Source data
__________

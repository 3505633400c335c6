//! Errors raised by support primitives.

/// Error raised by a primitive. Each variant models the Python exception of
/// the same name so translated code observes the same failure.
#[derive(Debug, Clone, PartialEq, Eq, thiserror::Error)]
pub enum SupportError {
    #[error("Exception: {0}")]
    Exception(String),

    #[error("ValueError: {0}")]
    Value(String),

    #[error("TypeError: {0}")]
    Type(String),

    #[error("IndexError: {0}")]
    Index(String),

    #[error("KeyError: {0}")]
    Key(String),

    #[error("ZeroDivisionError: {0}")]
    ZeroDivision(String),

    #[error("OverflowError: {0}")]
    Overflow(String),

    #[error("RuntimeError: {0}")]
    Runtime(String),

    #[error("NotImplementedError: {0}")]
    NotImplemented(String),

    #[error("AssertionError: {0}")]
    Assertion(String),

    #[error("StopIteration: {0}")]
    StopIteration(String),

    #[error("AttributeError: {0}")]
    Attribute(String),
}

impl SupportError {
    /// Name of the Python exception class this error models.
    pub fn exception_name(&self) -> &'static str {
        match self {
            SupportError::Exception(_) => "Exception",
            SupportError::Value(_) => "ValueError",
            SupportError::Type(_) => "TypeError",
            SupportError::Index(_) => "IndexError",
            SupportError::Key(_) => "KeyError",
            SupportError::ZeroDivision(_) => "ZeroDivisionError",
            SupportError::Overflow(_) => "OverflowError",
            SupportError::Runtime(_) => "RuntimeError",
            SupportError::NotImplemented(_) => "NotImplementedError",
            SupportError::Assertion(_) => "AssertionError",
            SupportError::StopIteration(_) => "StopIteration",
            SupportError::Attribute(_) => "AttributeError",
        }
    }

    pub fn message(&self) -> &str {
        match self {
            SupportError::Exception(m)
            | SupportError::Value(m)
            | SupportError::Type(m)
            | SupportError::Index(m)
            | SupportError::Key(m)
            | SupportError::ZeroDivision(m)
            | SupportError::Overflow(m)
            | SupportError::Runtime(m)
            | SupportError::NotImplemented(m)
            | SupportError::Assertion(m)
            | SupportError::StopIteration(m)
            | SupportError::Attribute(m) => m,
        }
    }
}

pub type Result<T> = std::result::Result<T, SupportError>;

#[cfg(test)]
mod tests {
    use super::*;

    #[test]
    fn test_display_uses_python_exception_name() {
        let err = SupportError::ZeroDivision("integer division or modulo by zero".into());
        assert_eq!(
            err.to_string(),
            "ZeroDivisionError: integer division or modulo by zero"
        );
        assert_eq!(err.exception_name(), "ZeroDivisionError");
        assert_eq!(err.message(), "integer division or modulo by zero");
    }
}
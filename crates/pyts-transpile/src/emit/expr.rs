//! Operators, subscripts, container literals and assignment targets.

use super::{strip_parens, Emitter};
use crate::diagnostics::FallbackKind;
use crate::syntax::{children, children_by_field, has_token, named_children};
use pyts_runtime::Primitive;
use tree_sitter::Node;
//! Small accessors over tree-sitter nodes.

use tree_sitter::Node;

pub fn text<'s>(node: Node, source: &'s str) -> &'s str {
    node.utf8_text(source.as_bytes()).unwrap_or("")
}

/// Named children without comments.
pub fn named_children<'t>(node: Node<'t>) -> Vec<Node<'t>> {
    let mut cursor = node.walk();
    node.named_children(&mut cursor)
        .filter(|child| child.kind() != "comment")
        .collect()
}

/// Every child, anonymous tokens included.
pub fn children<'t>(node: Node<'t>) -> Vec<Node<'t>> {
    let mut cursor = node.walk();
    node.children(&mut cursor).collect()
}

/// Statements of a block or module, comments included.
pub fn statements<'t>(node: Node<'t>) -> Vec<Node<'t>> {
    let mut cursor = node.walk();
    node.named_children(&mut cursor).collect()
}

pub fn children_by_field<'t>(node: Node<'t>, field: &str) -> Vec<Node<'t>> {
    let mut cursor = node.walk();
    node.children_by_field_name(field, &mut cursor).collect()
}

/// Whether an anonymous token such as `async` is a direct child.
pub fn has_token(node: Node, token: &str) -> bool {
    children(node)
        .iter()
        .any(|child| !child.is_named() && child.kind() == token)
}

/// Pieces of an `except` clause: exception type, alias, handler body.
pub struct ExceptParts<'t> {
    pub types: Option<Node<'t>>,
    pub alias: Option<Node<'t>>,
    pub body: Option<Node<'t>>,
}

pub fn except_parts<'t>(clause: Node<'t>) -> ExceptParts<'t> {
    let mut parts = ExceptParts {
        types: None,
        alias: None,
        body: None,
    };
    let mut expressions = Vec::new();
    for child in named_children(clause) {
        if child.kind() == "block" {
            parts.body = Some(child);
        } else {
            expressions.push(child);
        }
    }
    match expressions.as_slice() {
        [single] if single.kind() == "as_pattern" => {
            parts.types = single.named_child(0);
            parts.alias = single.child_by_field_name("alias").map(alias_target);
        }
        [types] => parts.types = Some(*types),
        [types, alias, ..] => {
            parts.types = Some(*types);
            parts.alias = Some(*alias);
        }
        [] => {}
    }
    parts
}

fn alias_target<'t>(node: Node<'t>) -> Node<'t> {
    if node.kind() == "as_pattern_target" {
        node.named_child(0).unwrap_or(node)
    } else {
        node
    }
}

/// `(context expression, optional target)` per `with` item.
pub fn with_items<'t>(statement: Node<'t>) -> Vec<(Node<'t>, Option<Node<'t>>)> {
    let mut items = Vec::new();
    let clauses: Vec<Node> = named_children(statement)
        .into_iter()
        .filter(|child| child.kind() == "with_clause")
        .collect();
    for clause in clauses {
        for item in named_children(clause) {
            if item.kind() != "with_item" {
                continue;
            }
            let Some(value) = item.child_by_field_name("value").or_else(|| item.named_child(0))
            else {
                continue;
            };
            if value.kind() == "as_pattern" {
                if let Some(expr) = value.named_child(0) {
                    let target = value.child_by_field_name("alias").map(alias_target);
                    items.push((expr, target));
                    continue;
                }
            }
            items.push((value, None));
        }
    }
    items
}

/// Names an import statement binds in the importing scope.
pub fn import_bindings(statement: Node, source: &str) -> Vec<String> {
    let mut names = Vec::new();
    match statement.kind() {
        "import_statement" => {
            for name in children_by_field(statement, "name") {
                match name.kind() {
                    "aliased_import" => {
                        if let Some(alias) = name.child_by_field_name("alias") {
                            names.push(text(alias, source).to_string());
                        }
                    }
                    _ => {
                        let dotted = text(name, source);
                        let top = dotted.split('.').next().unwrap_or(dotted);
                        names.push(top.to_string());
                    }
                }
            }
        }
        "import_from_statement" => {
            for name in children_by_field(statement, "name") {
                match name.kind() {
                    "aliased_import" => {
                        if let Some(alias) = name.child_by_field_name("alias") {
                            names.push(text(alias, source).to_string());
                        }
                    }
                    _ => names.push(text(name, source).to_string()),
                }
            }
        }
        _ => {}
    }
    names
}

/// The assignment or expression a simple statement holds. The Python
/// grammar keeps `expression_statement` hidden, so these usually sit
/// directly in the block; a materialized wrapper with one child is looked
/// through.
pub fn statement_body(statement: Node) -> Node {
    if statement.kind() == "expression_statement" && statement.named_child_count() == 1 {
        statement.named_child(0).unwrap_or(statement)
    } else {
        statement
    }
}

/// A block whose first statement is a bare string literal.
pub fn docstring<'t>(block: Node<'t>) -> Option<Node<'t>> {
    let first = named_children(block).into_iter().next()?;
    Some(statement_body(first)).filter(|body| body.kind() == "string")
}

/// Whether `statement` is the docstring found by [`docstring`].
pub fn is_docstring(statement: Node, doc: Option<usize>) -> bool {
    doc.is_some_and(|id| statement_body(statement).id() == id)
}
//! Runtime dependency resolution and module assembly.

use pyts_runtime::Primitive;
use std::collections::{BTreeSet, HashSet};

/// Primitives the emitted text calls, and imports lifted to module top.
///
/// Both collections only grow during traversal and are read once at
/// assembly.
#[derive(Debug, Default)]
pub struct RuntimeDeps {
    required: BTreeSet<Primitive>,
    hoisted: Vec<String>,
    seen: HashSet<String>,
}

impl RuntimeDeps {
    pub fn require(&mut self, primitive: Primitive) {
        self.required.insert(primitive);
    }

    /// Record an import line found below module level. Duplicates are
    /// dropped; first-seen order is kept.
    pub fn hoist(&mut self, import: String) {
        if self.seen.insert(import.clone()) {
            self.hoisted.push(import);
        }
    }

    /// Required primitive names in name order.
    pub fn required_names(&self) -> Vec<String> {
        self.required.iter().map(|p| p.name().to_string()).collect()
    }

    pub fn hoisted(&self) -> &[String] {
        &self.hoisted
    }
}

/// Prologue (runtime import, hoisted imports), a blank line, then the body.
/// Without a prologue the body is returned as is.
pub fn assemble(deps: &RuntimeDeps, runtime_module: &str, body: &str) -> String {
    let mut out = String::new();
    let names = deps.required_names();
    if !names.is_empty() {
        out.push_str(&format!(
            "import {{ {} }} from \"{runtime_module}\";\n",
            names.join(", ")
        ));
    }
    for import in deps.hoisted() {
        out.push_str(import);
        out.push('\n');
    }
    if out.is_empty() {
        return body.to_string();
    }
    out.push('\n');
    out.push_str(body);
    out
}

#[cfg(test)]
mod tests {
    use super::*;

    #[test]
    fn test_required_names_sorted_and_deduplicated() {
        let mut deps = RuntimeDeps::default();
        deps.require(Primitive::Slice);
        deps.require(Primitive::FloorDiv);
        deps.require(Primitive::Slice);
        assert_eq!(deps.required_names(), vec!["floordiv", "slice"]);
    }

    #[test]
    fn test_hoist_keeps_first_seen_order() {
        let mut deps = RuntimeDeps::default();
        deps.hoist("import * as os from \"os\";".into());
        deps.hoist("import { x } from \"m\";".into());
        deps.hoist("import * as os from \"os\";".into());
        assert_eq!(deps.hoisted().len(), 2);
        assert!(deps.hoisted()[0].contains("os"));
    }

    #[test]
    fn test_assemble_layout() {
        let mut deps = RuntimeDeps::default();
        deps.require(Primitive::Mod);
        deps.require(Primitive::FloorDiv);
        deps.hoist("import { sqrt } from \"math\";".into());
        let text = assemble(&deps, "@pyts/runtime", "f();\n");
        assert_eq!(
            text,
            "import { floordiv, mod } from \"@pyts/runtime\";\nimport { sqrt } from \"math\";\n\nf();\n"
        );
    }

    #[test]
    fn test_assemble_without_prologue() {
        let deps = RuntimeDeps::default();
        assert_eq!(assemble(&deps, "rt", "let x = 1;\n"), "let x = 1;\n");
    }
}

__________

Scan the records above for the string "insert", then report every line that contains it.

Output of the task:
        self.required.insert(primitive);
        if self.seen.insert(import.clone()) {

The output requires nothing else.